高橋ふみ

中島隆博『日本の近代思想を読みなおす1 哲学』*1から。
「日本初の女性哲学者」(p.205)とされる高橋ふみ(1901~1945)について。


高橋は、西田幾多郎の妹すみの次女であり、西田にとっては姪にあたる。金沢第一高等女学校を卒業後、一九二〇年に創立二年目の東京女子大学高等部に入学し、一九二三年に卒業すると、そのまま東京女子大学人文学科に入学し、英文学科に在籍していた。翌年哲学科に編入し哲学を専攻する。同期に湯浅(後に岩垂)宣子がおり、二人は石原謙(一八八二‐一九七六年、東北帝国大学教授を兼務し、後に東京女子大学学長にもなる)の指導を受けて、高橋は「プラトンイデアに就いて(パイドンを中心としたる)」、湯浅は「プロティーヌス(悪の問題を中心として)」という卒業論文を一年間で書き上げた(浅見洋『おふみさんに続け! 女性哲学者のフロンティア』、六九~七〇頁)。一九二五年に東京女子大学大学部哲学科を卒業すると、当時、女性に門戸を開いていた東北帝国大学、具体的には、一九二三年に創設された法文学部文学科に、一九二六年に入学する。そこには東京女子大学を兼務していた石原謙もいたが、論文の直接の指導教官は高橋里美*2であった。(略)
高橋里美の指導のもと提出された卒業論文は、「スピノザに於ける個物の認識に就て」であった。この論文は後に、同名で東北帝国大学文学会編『文化』(岩波書店)第一巻第五号(一九三四年)に掲載された。
この論文の中心的な問いは、個物としてのわれわれ人間が無限であり永遠である神をいかにして認識しうるのかというものであった。(後略)(pp.205-206)

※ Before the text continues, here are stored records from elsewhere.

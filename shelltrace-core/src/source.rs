//! Event source interface
//!
//! Anything that can deliver process lifecycle records serially implements
//! [`EventSource`]. Sources own whatever OS resources they need and release
//! them when dropped.

use crate::types::{ProcessEvent, Result};
use std::collections::VecDeque;

/// What a single poll of a source produced
#[derive(Debug, Clone, PartialEq, Eq)]
pub enum SourcePoll {
    /// The next record
    Event(ProcessEvent),
    /// Nothing available right now; poll again
    Idle,
    /// The source is exhausted
    Closed,
}

/// Common trait for all event sources
pub trait EventSource {
    /// Fetch the next record
    ///
    /// May block for a bounded time; sources backed by a kernel subscription
    /// return [`SourcePoll::Idle`] on timeout so callers can observe a stop
    /// request between polls.
    fn poll(&mut self) -> Result<SourcePoll>;
}

/// In-memory source over a fixed sequence of events
#[derive(Debug, Clone, Default)]
pub struct VecSource {
    events: VecDeque<ProcessEvent>,
}

impl VecSource {
    pub fn new(events: impl IntoIterator<Item = ProcessEvent>) -> Self {
        Self {
            events: events.into_iter().collect(),
        }
    }
}

impl EventSource for VecSource {
    fn poll(&mut self) -> Result<SourcePoll> {
        Ok(match self.events.pop_front() {
            Some(event) => SourcePoll::Event(event),
            None => SourcePoll::Closed,
        })
    }
}
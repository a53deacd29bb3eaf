//! shelltrace core library
//!
//! Tracks the live descendant set of a root process from a stream of process
//! lifecycle events, and recovers the user's command from shell command lines
//! that wrap it (`bash -c "..."`, snapshot replay with `eval '...'`).
//!
//! # Architecture
//!
//! The library is intentionally small:
//! - [`ProcessTree`] decides membership from start/stop records
//! - [`CommandLineExtractor`] classifies shell command lines (pure)
//! - [`Monitor`] feeds events through both and calls a [`Reporter`]
//!
//! The library does NOT:
//! - Open kernel tracing sessions
//! - Check privileges
//! - Print or color anything
//!
//! Those belong to the application layer (shelltrace-cli), which plugs in
//! through the [`EventSource`] and [`Reporter`] traits.
//!
//! # Example Usage
//!
//! ```
//! use shelltrace_core::{Monitor, MonitorConfig, Reporter, ExtractionResult, Pid, StartEvent};
//!
//! struct Print;
//!
//! impl Reporter for Print {
//!     fn on_child_joined(&mut self, pid: Pid, parent: Pid, name: &str) {
//!         println!("{} joined under {} ({})", pid, parent, name);
//!     }
//!     fn on_child_left(&mut self, pid: Pid, name: &str, status: i32) {
//!         println!("{} ({}) exited with {}", pid, name, status);
//!     }
//!     fn on_command_classified(&mut self, pid: Pid, result: &ExtractionResult) {
//!         println!("{}: {}", pid, result);
//!     }
//! }
//!
//! let config = MonitorConfig::new(1000).with_shell_executable("bash.exe");
//! let mut monitor = Monitor::new(&config).unwrap();
//!
//! let event = StartEvent {
//!     pid: 1001,
//!     parent_pid: 1000,
//!     image_file_name: "bash.exe".to_string(),
//!     command_line: "bash.exe -c 'cargo build'".to_string(),
//!     process_name: "bash".to_string(),
//! };
//! monitor.handle(&event.into(), &mut Print);
//! assert!(monitor.tree().contains(1001));
//! ```

// Public modules
pub mod config;
pub mod extractor;
pub mod monitor;
pub mod source;
pub mod tracker;
pub mod types;

// Re-export main types for convenience
pub use config::{ExtractorConfig, MonitorConfig, DEFAULT_SHELL_EXECUTABLE};
pub use extractor::CommandLineExtractor;
pub use monitor::{Monitor, MonitorStats, Reporter};
pub use source::{EventSource, SourcePoll, VecSource};
pub use tracker::ProcessTree;
pub use types::{
    ExecEvent, ExecOutcome, ExtractionResult, JoinOutcome, LeaveOutcome, MonitorError, Pid,
    ProcessEvent, Result, StartEvent, StopEvent,
};

/// Library version
pub const VERSION: &str = env!("CARGO_PKG_VERSION");

#[cfg(test)]
mod tests {
    use super::*;

    #[test]
    fn test_library_basics() {
        // Smoke test: a fresh monitor tracks only its root
        let monitor = Monitor::new(&MonitorConfig::new(1)).unwrap();
        assert_eq!(monitor.tree().members(), vec![1]);
        assert_eq!(monitor.stats(), MonitorStats::default());
    }
}
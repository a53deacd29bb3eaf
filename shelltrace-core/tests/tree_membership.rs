// Membership behaviour of the process tree under reordered event streams
use shelltrace_core::{JoinOutcome, LeaveOutcome, Pid, ProcessTree, StartEvent, StopEvent};
use std::collections::HashSet;

fn start(pid: Pid, parent_pid: Pid) -> StartEvent {
    StartEvent {
        pid,
        parent_pid,
        image_file_name: String::new(),
        command_line: String::new(),
        process_name: "p".to_string(),
    }
}

fn stop(pid: Pid) -> StopEvent {
    StopEvent {
        pid,
        process_name: "p".to_string(),
        exit_status: 0,
    }
}

#[test]
fn stop_for_unseen_pid_is_ignored() {
    let mut tree = ProcessTree::new(1);
    assert_eq!(tree.on_stop(&stop(4242)), LeaveOutcome::Ignored);
    assert_eq!(tree.members(), vec![1]);
}

#[test]
fn stop_before_start_leaves_child_tracked() {
    let mut tree = ProcessTree::new(1);

    // The stop overtook the start; the late start still joins
    assert_eq!(tree.on_stop(&stop(2)), LeaveOutcome::Ignored);
    assert!(matches!(tree.on_start(&start(2, 1)), JoinOutcome::Joined { .. }));
    assert!(tree.contains(2));
}

#[test]
fn child_of_departed_parent_is_ignored() {
    let mut tree = ProcessTree::new(1);
    tree.on_start(&start(2, 1));
    tree.on_stop(&stop(2));

    assert_eq!(tree.on_start(&start(3, 2)), JoinOutcome::Ignored);
    assert_eq!(tree.members(), vec![1]);
}

#[test]
fn duplicate_events_are_no_ops() {
    let mut tree = ProcessTree::new(1);
    tree.on_start(&start(2, 1));
    assert_eq!(tree.on_start(&start(2, 1)), JoinOutcome::Ignored);

    assert!(matches!(tree.on_stop(&stop(2)), LeaveOutcome::Left { .. }));
    assert_eq!(tree.on_stop(&stop(2)), LeaveOutcome::Ignored);
    assert_eq!(tree.members(), vec![1]);
}

/// Small deterministic generator so the sequence is reproducible
struct Lcg(u64);

impl Lcg {
    fn next(&mut self, bound: u32) -> u32 {
        self.0 = self.0.wrapping_mul(6364136223846793005).wrapping_add(1442695040888963407);
        ((self.0 >> 33) % bound as u64) as u32
    }
}

#[test]
fn membership_matches_reference_model() {
    let root = 1;
    let mut tree = ProcessTree::new(root);
    let mut model: HashSet<Pid> = HashSet::from([root]);
    let mut rng = Lcg(0x5eed);

    for _ in 0..5_000 {
        let pid = rng.next(40) + 1;
        if rng.next(3) == 0 {
            let expected_left = model.remove(&pid);
            let outcome = tree.on_stop(&stop(pid));
            assert_eq!(matches!(outcome, LeaveOutcome::Left { .. }), expected_left);
        } else {
            let parent = rng.next(40) + 1;
            let expected_join = model.contains(&parent) && !model.contains(&pid);
            if expected_join {
                model.insert(pid);
            }
            let outcome = tree.on_start(&start(pid, parent));
            assert_eq!(matches!(outcome, JoinOutcome::Joined { .. }), expected_join);
        }

        let mut expected: Vec<Pid> = model.iter().copied().collect();
        expected.sort_unstable();
        assert_eq!(tree.members(), expected);
    }
}

#[test]
fn same_sequence_gives_same_outcomes() {
    let events: Vec<(bool, Pid, Pid)> = vec![
        (true, 2, 1),
        (true, 3, 2),
        (false, 2, 0),
        (true, 4, 2),
        (true, 5, 3),
        (false, 1, 0),
        (true, 6, 1),
    ];

    let run = || {
        let mut tree = ProcessTree::new(1);
        let mut outcomes = Vec::new();
        for &(is_start, pid, parent) in &events {
            if is_start {
                outcomes.push(format!("{:?}", tree.on_start(&start(pid, parent))));
            } else {
                outcomes.push(format!("{:?}", tree.on_stop(&stop(pid))));
            }
        }
        (outcomes, tree.members())
    };

    let (first, members) = run();
    assert_eq!(run(), (first, members.clone()));
    assert_eq!(members, vec![3, 5]);
}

一九二八年に東北帝国大学を卒業後、高橋は教職の道に入り、宮城県立女子師範学校自由学園で教えていた。しかし、哲学への情熱が冷めることはなく、一九三六年にドイツに留学し、ベルリン大学フライブルク大学で学んだ。フライブルク大学ではハイデガーの一九三九年夏学期の演習「言葉の本質について」に出席していた(『おふみさんに続け! 女性哲学者のフロンティア』、一四九頁)。
ドイツでは翻訳にも力を入れていて、東北帝国大学の恩師でもある土居光知(一八八六‐一九七九)*3の「藤村の若菜集」(一九三六年)と「万葉集」をそれぞれ一九三八年と一九三九年に翻訳出版する一方、伯父である西田幾多郎の「形而上学から見た古今東西の文化形態」を一九三九年に翻訳出版している。しかし、その後、結核に罹患し、戦争の激化もあり一九三九年十一月に帰国する。ただ、西田の翻訳は続け、一九四〇年には「真善美の合一点」(『芸術と道徳』、一九二三年所収)の翻訳を出している。その後も、『日本文化の問題』(一九四〇年)の翻訳への意欲を示していたが(『おふみさんに続け! 女性哲学者のフロンティア』、一六六~一六七頁)、病魔には勝てず、一九四五年六月に亡くなった。西田幾多郎が永眠した二週間後であった。享年四三歳、早すぎる死であった。(pp.208-209)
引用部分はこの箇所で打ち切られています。